Fall 2011 -
Undergraduate Course Description
Discipline and Number
4:00 PM - 5:15 PM
|Introductory Creative Writing
Description of Course:
The ‘best’ creative works may be the best for various reasons. An aesthetic masterpiece may surprise us, intrigue us, invite insight. It may enable us to stand in for someone who is similar to or different from ourselves, or experience a world that is familiar or one which seems not our own. It may cause us to notice, or encourage us to appreciate, sympathize, empathize, question, judge or withhold judgment. It may catch us unawares with worded vision: the beauty of nature, a crafted object, a perfect stranger, or it may stir us with the power of our language: a shining detail, a beautiful sentence, a luminous paragraph or descriptive passage. The ‘best’ creative writing explores what it means to be human, the ways in which we find and lose ourselves, the ways in which we understand and misunderstand each other, the ways in which we reach out or withdraw through our senses and nonsenses.
All that being said, how do we come to know more about ourselves and to better think and express ourselves and our aesthetic goals through creative writing? How do we become better persons—better readers, better thinkers, and better writers? ‘Intro to Creative Writing’ will primarily focus on creative works of Short Fiction and Poetry with a cursory look at Creative Non-Fiction.
Since knowledge has been classed as declarative (what you know) and procedural (what you do with what you know), the organization of each class and the organization of the grading structure will take both into account. Thus, we will come at these genres through two modes: careful reading of other successful artists, and practice through emulation and innovation.
Each class will begin with a discussion of the particulars of the outside readings.
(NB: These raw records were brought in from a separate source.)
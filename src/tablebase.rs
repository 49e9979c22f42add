// This file is part of the syzygy-probe library.
// Copyright (C) 2026 The syzygy-probe developers
//
// This program is free software: you can redistribute it and/or modify
// it under the terms of the GNU General Public License as published by
// the Free Software Foundation, either version 3 of the License, or
// (at your option) any later version.
//
// This program is distributed in the hope that it will be useful,
// but WITHOUT ANY WARRANTY; without even the implied warranty of
// MERCHANTABILITY or FITNESS FOR A PARTICULAR PURPOSE. See the
// GNU General Public License for more details.
//
// You should have received a copy of the GNU General Public License
// along with this program. If not, see <http://www.gnu.org/licenses/>.

use tracing::{debug, info, warn};

use crate::{
    engine::{ProbeEngine, RawResults, RawRootMove, RawRootMoves, RESULT_FAILED},
    errors::{InitError, InvalidBits},
    moves::CompactMove,
    position::PositionDescriptor,
    result::ProbeResult,
    syzygy::SyzygyEngine,
};

/// A legal move at the root, ranked by a tablebase.
#[derive(Debug, Clone, Eq, PartialEq)]
pub struct RootMove {
    /// The move.
    pub mv: CompactMove,
    /// Principal variation, starting with [`RootMove::mv`].
    pub pv: Vec<CompactMove>,
    /// Score for display, in centipawns or tablebase win/loss values.
    pub score: i32,
    /// Higher is better. Use it to order or filter root moves.
    pub rank: i32,
}

impl TryFrom<&RawRootMove> for RootMove {
    type Error = InvalidBits;

    fn try_from(raw: &RawRootMove) -> Result<RootMove, InvalidBits> {
        Ok(RootMove {
            mv: CompactMove::try_from(raw.mv)?,
            pv: raw
                .pv
                .iter()
                .map(|&m| CompactMove::try_from(m))
                .collect::<Result<_, _>>()?,
            score: raw.score,
            rank: raw.rank,
        })
    }
}

/// A handle to opened Syzygy tablebases.
///
/// Dropping the handle (or calling [`Tablebase::uninitialize()`]) releases
/// all tables.
///
/// # Example
///
/// ```no_run
/// use shakmaty::{fen::Fen, CastlingMode, Chess};
/// use syzygy_probe::{Outcome, PositionDescriptor, Tablebase};
///
/// let tables = Tablebase::initialize("/opt/syzygy/regular:/opt/syzygy/pawnful")?;
///
/// let pos: Chess = "8/8/8/5N2/8/p7/8/2NK3k w - - 0 1"
///     .parse::<Fen>()?
///     .into_position(CastlingMode::Standard)?;
///
/// let res = tables.probe_wdl(&PositionDescriptor::from_position(&pos));
/// assert_eq!(res.outcome(), Some(Outcome::Win));
/// # Ok::<_, Box<dyn std::error::Error>>(())
/// ```
#[derive(Debug)]
pub struct Tablebase<E = SyzygyEngine> {
    engine: E,
}

impl Tablebase<SyzygyEngine> {
    /// Opens all tables found in a search path.
    ///
    /// Directories are separated like `PATH` on the current platform (`:` on
    /// Unix, `;` on Windows). An empty path, or the path `<empty>`, is
    /// valid and opens no tables.
    ///
    /// # Errors
    ///
    /// Errors if a directory of the search path cannot be listed.
    pub fn initialize(path: &str) -> Result<Tablebase, InitError> {
        let mut engine = SyzygyEngine::new();
        let tables = engine.add_path(path)?;
        info!(tables, max_pieces = engine.max_pieces(), "tablebase initialized");
        Ok(Tablebase { engine })
    }

    /// Like [`Tablebase::initialize()`], but memory maps table files.
    ///
    /// # Safety
    ///
    /// Table files must not be modified or truncated while the handle is
    /// alive.
    ///
    /// # Errors
    ///
    /// Errors if a directory of the search path cannot be listed.
    #[cfg(feature = "mmap")]
    pub unsafe fn initialize_mmap(path: &str) -> Result<Tablebase, InitError> {
        let mut engine = unsafe { SyzygyEngine::with_mmap_filesystem() };
        let tables = engine.add_path(path)?;
        info!(tables, max_pieces = engine.max_pieces(), "tablebase initialized with mmap");
        Ok(Tablebase { engine })
    }
}

impl<E: ProbeEngine> Tablebase<E> {
    /// Uses the given engine to read tables.
    pub fn with_engine(engine: E) -> Tablebase<E> {
        Tablebase { engine }
    }

    /// Releases all tables.
    pub fn uninitialize(self) {
        debug!(max_pieces = self.engine.max_pieces(), "tablebase released");
    }

    /// The engine reading the tables.
    pub fn engine(&self) -> &E {
        &self.engine
    }

    /// Largest number of pieces for which probes can succeed. Positions
    /// with more pieces should not be probed.
    pub fn max_pieces(&self) -> usize {
        self.engine.max_pieces()
    }

    /// Probes the WDL value of a position right after a zeroing move.
    ///
    /// Only the outcome of the result is meaningful. Returns
    /// [`ProbeResult::FAILURE`] if the half-move clock is not zero, if the
    /// position has castling rights, or if a table is missing.
    ///
    /// Safe to call concurrently from many search threads.
    pub fn probe_wdl(&self, pos: &PositionDescriptor) -> ProbeResult {
        validate(self.engine.probe_wdl(pos))
    }

    /// Probes the DTZ value of the root position and suggests a move that
    /// preserves the WDL value.
    ///
    /// If `alternatives` is given, it is replaced with one result for each
    /// legal move: the outcome and DTZ after playing it. It is left empty
    /// if the probe fails, or if there are no legal moves.
    ///
    /// Returns [`ProbeResult::CHECKMATE`] or [`ProbeResult::STALEMATE`]
    /// (with no move) if there are no legal moves.
    pub fn probe_root(
        &self,
        pos: &PositionDescriptor,
        alternatives: Option<&mut Vec<ProbeResult>>,
    ) -> ProbeResult {
        let Some(alternatives) = alternatives else {
            return validate(self.engine.probe_root(pos, None));
        };

        alternatives.clear();
        let mut raw = RawResults::new();
        let res = validate(self.engine.probe_root(pos, Some(&mut raw)));
        if res.is_failure() {
            return res;
        }

        for &bits in raw.iter().take_while(|&&bits| bits != RESULT_FAILED) {
            match ProbeResult::try_from(bits) {
                Ok(alt) => alternatives.push(alt),
                Err(err) => {
                    warn!(%err, "discarding root probe");
                    alternatives.clear();
                    return ProbeResult::FAILURE;
                }
            }
        }
        res
    }

    /// Ranks all legal root moves with DTZ tables, best first.
    ///
    /// Moves that keep a win within the 50-move rule (and without a prior
    /// repetition if `has_repeated`) rank highest. Use `use_rule50 = false`
    /// to score cursed wins as wins.
    ///
    /// `moves` is replaced with the ranked moves. Returns `false` and leaves
    /// `moves` empty if any probe failed.
    pub fn probe_root_dtz(
        &self,
        pos: &PositionDescriptor,
        has_repeated: bool,
        use_rule50: bool,
        moves: &mut Vec<RootMove>,
    ) -> bool {
        let mut raw = RawRootMoves::new();
        let ok = self
            .engine
            .probe_root_dtz(pos, has_repeated, use_rule50, &mut raw);
        transcribe(ok, &raw, moves)
    }

    /// Ranks all legal root moves with WDL tables only, best first. Use
    /// when DTZ tables are not available.
    ///
    /// `moves` is replaced with the ranked moves. Returns `false` and leaves
    /// `moves` empty if any probe failed.
    pub fn probe_root_wdl(
        &self,
        pos: &PositionDescriptor,
        use_rule50: bool,
        moves: &mut Vec<RootMove>,
    ) -> bool {
        let mut raw = RawRootMoves::new();
        let ok = self.engine.probe_root_wdl(pos, use_rule50, &mut raw);
        transcribe(ok, &raw, moves)
    }
}

fn validate(bits: u32) -> ProbeResult {
    ProbeResult::try_from(bits).unwrap_or_else(|err| {
        warn!(%err, "discarding probe result");
        ProbeResult::FAILURE
    })
}

fn transcribe(ok: bool, raw: &[RawRootMove], moves: &mut Vec<RootMove>) -> bool {
    moves.clear();
    if !ok {
        return false;
    }
    match raw.iter().map(RootMove::try_from).collect::<Result<Vec<_>, _>>() {
        Ok(ranked) => {
            *moves = ranked;
            true
        }
        Err(err) => {
            warn!(%err, "discarding root move ranking");
            false
        }
    }
}

#[cfg(test)]
mod tests {
    use shakmaty::Square;

    use super::*;
    use crate::types::{Outcome, Promotion};

    /// Replays canned answers.
    #[derive(Debug, Default)]
    struct ScriptedEngine {
        wdl: u32,
        root: u32,
        results: Vec<u32>,
        root_moves: Option<Vec<RawRootMove>>,
    }

    impl ProbeEngine for ScriptedEngine {
        fn max_pieces(&self) -> usize {
            5
        }

        fn probe_wdl(&self, _pos: &PositionDescriptor) -> u32 {
            self.wdl
        }

        fn probe_root(&self, _pos: &PositionDescriptor, results: Option<&mut RawResults>) -> u32 {
            if let Some(results) = results {
                results.clear();
                results.extend(self.results.iter().copied());
            }
            self.root
        }

        fn probe_root_dtz(
            &self,
            _pos: &PositionDescriptor,
            _has_repeated: bool,
            _use_rule50: bool,
            moves: &mut RawRootMoves,
        ) -> bool {
            moves.clear();
            match self.root_moves {
                Some(ref scripted) => {
                    moves.extend(scripted.iter().cloned());
                    true
                }
                None => {
                    // Partially filled, then failed.
                    moves.push(RawRootMove::default());
                    false
                }
            }
        }

        fn probe_root_wdl(
            &self,
            pos: &PositionDescriptor,
            use_rule50: bool,
            moves: &mut RawRootMoves,
        ) -> bool {
            self.probe_root_dtz(pos, false, use_rule50, moves)
        }
    }

    fn raw_move(from: Square, to: Square) -> u16 {
        CompactMove::new(from, to, Promotion::None).bits()
    }

    fn stale_root_move() -> RootMove {
        RootMove {
            mv: CompactMove::new(Square::A1, Square::A2, Promotion::None),
            pv: Vec::new(),
            score: 1,
            rank: 1,
        }
    }

    #[test]
    fn test_probe_wdl_validates() {
        let pos = PositionDescriptor::default();

        let tables = Tablebase::with_engine(ScriptedEngine {
            wdl: ProbeResult::WIN.bits(),
            ..ScriptedEngine::default()
        });
        assert_eq!(tables.probe_wdl(&pos), ProbeResult::WIN);
        assert_eq!(tables.max_pieces(), 5);
        assert_eq!(tables.engine().wdl, ProbeResult::WIN.bits());

        let tables = Tablebase::with_engine(ScriptedEngine {
            wdl: 7,
            ..ScriptedEngine::default()
        });
        assert_eq!(tables.probe_wdl(&pos), ProbeResult::FAILURE);
    }

    #[test]
    fn test_probe_root_alternatives() {
        let best = ProbeResult::from_outcome(Outcome::Win)
            .with_from(Square::E7)
            .with_to(Square::E8)
            .with_promotion(Promotion::Queen)
            .with_dtz(1);
        let other = ProbeResult::from_outcome(Outcome::Draw)
            .with_from(Square::E7)
            .with_to(Square::E8)
            .with_promotion(Promotion::Knight);
        let tables = Tablebase::with_engine(ScriptedEngine {
            root: best.bits(),
            results: vec![best.bits(), other.bits(), RESULT_FAILED, best.bits()],
            ..ScriptedEngine::default()
        });

        let pos = PositionDescriptor::default();
        let mut alternatives = vec![ProbeResult::LOSS; 3];
        assert_eq!(tables.probe_root(&pos, Some(&mut alternatives)), best);
        assert_eq!(alternatives, vec![best, other]);

        assert_eq!(tables.probe_root(&pos, None), best);
    }

    #[test]
    fn test_probe_root_failure_clears() {
        let tables = Tablebase::with_engine(ScriptedEngine {
            root: RESULT_FAILED,
            results: vec![ProbeResult::DRAW.bits(), RESULT_FAILED],
            ..ScriptedEngine::default()
        });

        let mut alternatives = vec![ProbeResult::WIN];
        let res = tables.probe_root(&PositionDescriptor::default(), Some(&mut alternatives));
        assert!(res.is_failure());
        assert!(alternatives.is_empty());
    }

    #[test]
    fn test_probe_root_invalid_alternative() {
        let tables = Tablebase::with_engine(ScriptedEngine {
            root: ProbeResult::DRAW.bits(),
            results: vec![ProbeResult::DRAW.bits(), 0x0007_0002, RESULT_FAILED],
            ..ScriptedEngine::default()
        });

        let mut alternatives = Vec::new();
        let res = tables.probe_root(&PositionDescriptor::default(), Some(&mut alternatives));
        assert!(res.is_failure());
        assert!(alternatives.is_empty());
    }

    #[test]
    fn test_probe_root_dtz_transcribes() {
        let e2e4 = raw_move(Square::E2, Square::E4);
        let d2d4 = raw_move(Square::D2, Square::D4);
        let tables = Tablebase::with_engine(ScriptedEngine {
            root_moves: Some(vec![
                RawRootMove {
                    mv: e2e4,
                    pv: vec![e2e4, d2d4],
                    score: 31744,
                    rank: 1 << 18,
                },
                RawRootMove {
                    mv: d2d4,
                    pv: vec![d2d4],
                    score: 0,
                    rank: 0,
                },
            ]),
            ..ScriptedEngine::default()
        });

        let mut moves = vec![stale_root_move()];
        assert!(tables.probe_root_dtz(&PositionDescriptor::default(), false, true, &mut moves));
        assert_eq!(moves.len(), 2);
        assert_eq!(moves[0].mv.to_string(), "e2e4");
        assert_eq!(
            moves[0].pv.iter().map(|m| m.bits()).collect::<Vec<_>>(),
            vec![e2e4, d2d4]
        );
        assert_eq!(moves[0].score, 31744);
        assert_eq!(moves[1].rank, 0);
    }

    #[test]
    fn test_failed_ranking_is_empty() {
        let tables = Tablebase::with_engine(ScriptedEngine::default());
        let pos = PositionDescriptor::default();

        let mut moves = vec![stale_root_move()];
        assert!(!tables.probe_root_dtz(&pos, false, true, &mut moves));
        assert!(moves.is_empty());

        let mut moves = vec![stale_root_move()];
        assert!(!tables.probe_root_wdl(&pos, true, &mut moves));
        assert!(moves.is_empty());
    }

    #[test]
    fn test_invalid_ranking_is_empty() {
        let tables = Tablebase::with_engine(ScriptedEngine {
            root_moves: Some(vec![RawRootMove {
                mv: raw_move(Square::A1, Square::A2),
                pv: vec![0xf000],
                score: 0,
                rank: 0,
            }]),
            ..ScriptedEngine::default()
        });

        let mut moves = vec![stale_root_move()];
        assert!(!tables.probe_root_wdl(&PositionDescriptor::default(), false, &mut moves));
        assert!(moves.is_empty());
    }
}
Your failure to answer questions will reflect in your final grade. We will then discuss the crafting aspects of form and content, technique and style pertaining to these readings. Next, we will move to the workshop portion in which each student assigned for the day will read briefly from the creative work, and the other students and I will respond critically to the work through expressions of interpretations, successes, confusions, suggestions, and so forth.
Woods, James. How Fiction Works. NY: FSG, 2008.
Bausch, Richard, and R. V. Cassill, eds. The Norton anthology of Short Fiction, 7th Ed. NY: Norton, 2006.
ISBN 978-0-393-92611-8 (NOT THE SHORTER 7th Ed.)
Perrine, Laurence, and Thomas R. Arp, eds. Sound and Sense, 8th Ed. Harcourt Brace: Ft. Worth, 1992.
ISBN 978-0-155-826106 -- any edition 8th–12th is okay.
Ferguson, Margaret, Mary Jo Salter, and Jon Stallworthy, eds. The Norton
Anthology of Poetry, 5th Ed. NY: Norton, 2005.
Wiman, Christian. Hard Night. Port Townsend: Copper Canyon, 2005.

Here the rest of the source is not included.